Happy 4th of July to everyone with $291,000 in gross annual wage income! Today is the last day you will contribute to Social Security. For you, Independence Day begins tomorrow, when your take-home pay will jump by 6.2 percent. That’s because only about half of your wage income (50.5%) is subject to the payroll tax withholding for Social Security.
For those of you with gross annual wage income of $147,000 or less, your contributions will continue through December 31. That’s because 100 percent of your income is subject to the payroll tax withholding.
Many democrats would like to change that. Here’s Senator Bernie Sanders (I-VT):
Today, absurdly and unfairly, there is a cap on income subject to Social Security taxes which is just $147,000 a year. That means that if you’re a multi-billionaire you pay the same amount into Social Security as someone making $147,000 a year.
It means if you make $147,000 a year or less you pay 6.2% of your income in Social Security taxes. But if you make 10 times more – $1,470,000 – you pay just 0.62% of your income in Social Security taxes. That may make sense to someone. It doesn’t make sense to me.
Sanders has introduced legislation to change the way the payroll tax withholding is applied. It won’t pass, but if it did, it would apply the Social Security payroll tax to all forms of income, including capital gains and dividends, for those who make over $250,000 a year. It would have no impact on 93.6 percent of Americans, but it would raise taxes on the wealthiest 6.4 percent of households.
As I’ve explained in recent columns, his motivation is simple:
[O]ur legislation would make Social Security solvent for the next 75 years, expand benefits for seniors and people with disabilities by $2,400 a year, and increase COLAs, which would lift millions of seniors out of poverty.
I won’t rehash the MMT line of argument here. Just click on one of my recent columns if you need a reminder. And if you want to play around with the numbers to see when Independence Day comes for people who occupy different rungs of the income ladder, just click here.
Have a safe and Happy 4th!
I have to admit that I find this whole discussion about social security taxes to be needlessly confusing. I get the idea that making citizens "buy-in" via payroll deductions gives them a sense of "ownership" that would provoke outright rebellion if ever taken away. The logic starts to break down when folks think that they're somehow entitled to their employers' matching contribution. Social security checks are just money that the gov't wants its citizens to have so that no one lives in penury! Let's not make it any more complicated than that.

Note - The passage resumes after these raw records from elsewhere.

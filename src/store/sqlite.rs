//! SQLite-backed [`VectorIndex`].
//!
//! Entries live in `index_entries` with their vector as a little-endian
//! `f32` BLOB; `entries_fts` mirrors the text for FTS5 keyword lookup.
//! Similarity is computed in Rust over the rows of one collection.
//!
//! Writes go through a single async mutex so upserts into the index are
//! serialized; the `UNIQUE(collection, platform, conversation_id,
//! content_hash)` constraint backs that up if another process writes
//! concurrently.

use async_trait::async_trait;
use sqlx::query::Query;
use sqlx::sqlite::{SqliteArguments, SqliteRow};
use sqlx::{Row, Sqlite, SqlitePool};
use tokio::sync::Mutex;
use uuid::Uuid;

use super::{
    rank_order, CollectionStats, Hit, MetadataFilter, PlatformStats, UpsertReport, VectorIndex,
};
use crate::embedding::{blob_to_vec, cosine_similarity, vec_to_blob};
use crate::error::{Error, Result};
use crate::lexical;
use crate::models::{Collection, EntryMetadata, IndexEntry, Platform, StoredEntry};

pub struct SqliteIndex {
    pool: SqlitePool,
    write_lock: Mutex<()>,
}

impl SqliteIndex {
    /// Wrap a pool whose schema has been created by
    /// [`run_migrations`](crate::migrate::run_migrations).
    pub fn new(pool: SqlitePool) -> Self {
        Self {
            pool,
            write_lock: Mutex::new(()),
        }
    }
}

const FILTER_CLAUSE: &str = "collection = ? \
     AND (? IS NULL OR platform = ?) \
     AND (? IS NULL OR conversation_id = ?) \
     AND (? IS NULL OR language = ?)";

const ENTRY_COLUMNS: &str = "collection, content_hash, text, platform, conversation_id, title, \
     position, timestamp, language";

/// Bind the parameters of [`FILTER_CLAUSE`], in order.
fn bind_filter<'q>(
    query: Query<'q, Sqlite, SqliteArguments<'q>>,
    collection: Collection,
    filter: &'q MetadataFilter,
) -> Query<'q, Sqlite, SqliteArguments<'q>> {
    let platform = filter.platform.map(|p| p.as_str());
    query
        .bind(collection.as_str())
        .bind(platform)
        .bind(platform)
        .bind(filter.conversation_id.as_deref())
        .bind(filter.conversation_id.as_deref())
        .bind(filter.language.as_deref())
        .bind(filter.language.as_deref())
}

I love Bernie, but I have no idea what he's talking about when he wants the rich to pay social security taxes on their full income. The rich don't need the protection against poverty provided by soc. sec., which is why the income level is capped. By all means tax the wealthy but do so with the understanding that the gov't doesn't need their money (it CAN'T and DOESN'T spend it!). The point of taxing the rich is to reduce their political power. Why muck things up by illogically trying to boost their payments into a soc. sec. system that simply doesn't need their money?

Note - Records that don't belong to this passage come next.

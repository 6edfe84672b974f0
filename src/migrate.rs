use sqlx::SqlitePool;

use crate::error::Result;

/// Create every table and index. Safe to run repeatedly.
pub async fn run_migrations(pool: &SqlitePool) -> Result<()> {
    // One row per (collection, platform, conversation, content hash);
    // re-ingesting a conversation hits the unique constraint instead of
    // duplicating, while identical text in another conversation keeps its own
    // row and metadata.
    sqlx::query(
        r#"
        CREATE TABLE IF NOT EXISTS index_entries (
            id TEXT PRIMARY KEY,
            collection TEXT NOT NULL,
            content_hash TEXT NOT NULL,
            text TEXT NOT NULL,
            platform TEXT NOT NULL,
            conversation_id TEXT NOT NULL,
            title TEXT NOT NULL,
            position INTEGER NOT NULL,
            overlap INTEGER NOT NULL DEFAULT 0,
            timestamp INTEGER NOT NULL,
            language TEXT,
            model TEXT NOT NULL,
            dims INTEGER NOT NULL,
            embedding BLOB NOT NULL,
            created_at INTEGER NOT NULL,
            UNIQUE(collection, platform, conversation_id, content_hash)
        )
        "#,
    )
    .execute(pool)
    .await?;

    sqlx::query(
        r#"
        CREATE TABLE IF NOT EXISTS embedding_cache (
            model TEXT NOT NULL,
            content_hash TEXT NOT NULL,
            dims INTEGER NOT NULL,
            embedding BLOB NOT NULL,
            created_at INTEGER NOT NULL,
            PRIMARY KEY (model, content_hash)
        )
        "#,
    )
    .execute(pool)
    .await?;

    // FTS5 CREATE is not idempotent natively, so we check first
    let fts_exists: bool = sqlx::query_scalar(
        "SELECT COUNT(*) > 0 FROM sqlite_master WHERE type='table' AND name='entries_fts'",
    )
    .fetch_one(pool)
    .await?;

    if !fts_exists {
        sqlx::query(
            r#"
            CREATE VIRTUAL TABLE entries_fts USING fts5(
                entry_id UNINDEXED,
                collection UNINDEXED,
                text
            )
            "#,
        )
        .execute(pool)
        .await?;
    }

    sqlx::query(
        "CREATE INDEX IF NOT EXISTS idx_entries_collection_platform ON index_entries(collection, platform)",
    )
    .execute(pool)
    .await?;
    sqlx::query(
        "CREATE INDEX IF NOT EXISTS idx_entries_conversation ON index_entries(platform, conversation_id)",
    )
    .execute(pool)
    .await?;

    Ok(())
}
//! # Conductor CLI (`conductor`)
//!
//! Builds and queries a local semantic index over exported AI chat
//! conversations.
//!
//! ## Commands
//!
//! | Command | Description |
//! |---------|-------------|
//! | `conductor init` | Create the SQLite database and run schema migrations |
//! | `conductor ingest --chatgpt <path> ...` | Parse exports, chunk, embed and index them |
//! | `conductor ask "<query>"` | Retrieve relevant past conversations |
//! | `conductor stats` | Show per-collection and per-platform counts |
//! | `conductor reset` | Drop indexed data (raw exports are never touched) |
//!
//! ## Examples
//!
//! ```bash
//! conductor init --config ./config/conductor.toml
//! conductor ingest --chatgpt ~/exports/chatgpt.zip --grok ~/exports/grok
//! conductor ask "how did we handle jwt refresh" --platform chatgpt
//! conductor ask "lru cache" --collection code --json
//! conductor reset --platform gemini
//! ```

use clap::{Parser, Subcommand};
use std::path::PathBuf;
use tracing_subscriber::EnvFilter;

use conductor_index::models::{Collection, Platform};
use conductor_index::progress::ProgressMode;
use conductor_index::{answer, config, db, ingest, migrate, stats};

/// Conductor: a local-first semantic index over your AI chat history.
///
/// All commands accept a `--config` flag pointing to a TOML configuration
/// file. See `config/conductor.example.toml` for a full example.
#[derive(Parser)]
#[command(
    name = "conductor",
    about = "Conductor: a local-first semantic index over exported AI chat conversations",
    version
)]
struct Cli {
    /// Path to configuration file (TOML).
    #[arg(long, global = true, default_value = "./config/conductor.toml")]
    config: PathBuf,

    #[command(subcommand)]
    command: Commands,
}

#[derive(Subcommand)]
enum Commands {
    /// Initialize the database schema. Idempotent.
    Init,

    /// Ingest one or more platform exports.
    ///
    /// Each platform is processed independently: a broken export is
    /// reported and the remaining platforms still run. Re-ingesting the
    /// same export adds nothing new.
    Ingest {
        /// ChatGPT export: `conversations.json`, its directory, or the export zip.
        #[arg(long)]
        chatgpt: Option<PathBuf>,

        /// Gemini Takeout directory or a single conversation JSON file.
        #[arg(long)]
        gemini: Option<PathBuf>,

        /// Grok export zip, directory or JSON file.
        #[arg(long)]
        grok: Option<PathBuf>,

        /// Antigravity brain directory.
        #[arg(long)]
        antigravity: Option<PathBuf>,

        /// Clear the index (not the embedding cache) before ingesting.
        #[arg(long)]
        reset: bool,

        /// Progress output on stderr: `off`, `human` or `json`.
        /// Defaults to `human` when stderr is a terminal.
        #[arg(long)]
        progress: Option<ProgressMode>,
    },

    /// Retrieve context relevant to a query.
    Ask {
        query: String,

        /// Only return entries from this platform.
        #[arg(long)]
        platform: Option<Platform>,

        /// Number of results (defaults to `[retrieval].top_k`).
        #[arg(long)]
        top_k: Option<usize>,

        /// Collections to search; repeatable. Defaults to `[retrieval].collections`.
        #[arg(long = "collection")]
        collections: Vec<Collection>,

        /// Search code snippets in this fence language (e.g. `rust`).
        #[arg(long, conflicts_with = "collections")]
        language: Option<String>,

        /// Print the result as JSON, including the rendered context block.
        #[arg(long)]
        json: bool,

        /// Show the semantic, lexical and recency components of each score.
        #[arg(long)]
        explain: bool,
    },

    /// Show index statistics.
    Stats {
        #[arg(long)]
        json: bool,
    },

    /// Delete indexed data.
    ///
    /// Without `--platform` the whole index and the embedding cache are
    /// cleared. With `--platform` only that platform's entries go.
    Reset {
        #[arg(long)]
        platform: Option<Platform>,

        /// Keep cached embeddings on a full reset.
        #[arg(long)]
        keep_cache: bool,
    },
}

fn init_tracing(level: &str) {
    let filter = EnvFilter::try_from_default_env().unwrap_or_else(|_| EnvFilter::new(level));
    let _ = tracing_subscriber::fmt()
        .with_env_filter(filter)
        .with_writer(std::io::stderr)
        .with_target(false)
        .try_init();
}

#[tokio::main]
async fn main() -> anyhow::Result<()> {
    let cli = Cli::parse();

    let cfg = config::load_config(&cli.config)?;
    init_tracing(&cfg.logging.level);

    match cli.command {
        Commands::Init => {
            let pool = db::connect(&cfg).await?;
            migrate::run_migrations(&pool).await?;
            pool.close().await;
            println!("Database initialized successfully.");
        }
        Commands::Ingest {
            chatgpt,
            gemini,
            grok,
            antigravity,
            reset,
            progress,
        } => {
            let sources: Vec<(Platform, PathBuf)> = [
                (Platform::ChatGpt, chatgpt),
                (Platform::Gemini, gemini),
                (Platform::Grok, grok),
                (Platform::Antigravity, antigravity),
            ]
            .into_iter()
            .filter_map(|(platform, path)| path.map(|p| (platform, p)))
            .collect();
            let mode = progress.unwrap_or_else(ProgressMode::default_for_tty);
            ingest::run_ingest(&cfg, &sources, reset, mode).await?;
        }
        Commands::Ask {
            query,
            platform,
            top_k,
            collections,
            language,
            json,
            explain,
        } => {
            answer::run_ask(
                &cfg,
                &query,
                platform,
                top_k,
                &collections,
                language.as_deref(),
                json,
                explain,
            )
            .await?;
        }
        Commands::Stats { json } => {
            stats::run_stats(&cfg, json).await?;
        }
        Commands::Reset {
            platform,
            keep_cache,
        } => {
            ingest::run_reset(&cfg, platform, keep_cache).await?;
        }
    }

    Ok(())
}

Having said this, I wonder if it would be useful to make a distinction between federal gov't money that's SPENT, and gov't money that's SENT. Whether it's paper clips or spaceships, the gov't SPENDS for stuff that it needs or wants. The gov't deals with thousands of vendors nationwide. It can set the price it's willing to pay, even if that means building in a healthy profit margin for, say, defense contractors that it wants to make sure can stay in business. In other words, it's probably true that gov't spending may result in higher costs than necessary but doesn't actually cause inflation.
Soc. Sec. checks, on the other hand, represent money that's SENT to individual citizens who don't have the buying power of the federal gov't to dictate prices. This money ($1.2 trillion last year?) flows into the economy and private enterprise competes for it. Part of what happened during the pandemic was that a lot more money ($3 trillion?) was SENT to citizens (rightly so!) to cushion the calamity of not being able to work. And when the lack of workers led to supply chain problems, the spit hit the fan as lots of money started chasing goods and services that just weren't being produced.
Bottom line is, tax the rich to reduce the deficit if that makes you feel better. But the real reason to do it involves reducing their power. And since the wealthy have a high propensity to save, pulling their money out of the economy won't actually do much to curb the inflation we're currently experiencing.
amazing how many people, at least one, who reads you and doesn’t get it but then there is Bernie who pretends it isn’t so. I wonder what John Yarmouth has to say about Bernie’s proposal. I form one would like a total disconnect but that is wishful thinking.